§ ABOUT THIS TASK
The word to look for is "compact". Report every line of the entries below that has it.

[Collected data entries]
>>>

//! Log setup shared by the binary and anything embedding the resolver.

use tracing_subscriber::{layer::SubscriberExt, util::SubscriberInitExt, EnvFilter};

/// Returns the default filter directive for a `-v` count.
pub fn default_directive(verbosity: u8) -> &'static str {
    match verbosity {
        0 => "warn",
        1 => "date_resolver=info,warn",
        _ => "date_resolver=debug,warn",
    }
}

/// Installs a compact stderr subscriber. `RUST_LOG` takes precedence over `verbosity`.
///
/// Stdout is left to the resolved date line. Calling this more than once keeps the first
/// subscriber.
pub fn init(verbosity: u8) {
    let filter = EnvFilter::try_from_default_env()
        .unwrap_or_else(|_| EnvFilter::new(default_directive(verbosity)));

    let _ = tracing_subscriber::registry()
        .with(filter)
        .with(
            tracing_subscriber::fmt::layer()
                .with_writer(std::io::stderr)
                .with_target(false)
                .with_thread_ids(false)
                .with_file(false)
                .with_line_number(false)
                .compact(),
        )
        .try_init();
}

<<<

§ EXPECTED ANSWER
/// Installs a compact stderr subscriber. `RUST_LOG` takes precedence over `verbosity`.
                .compact(),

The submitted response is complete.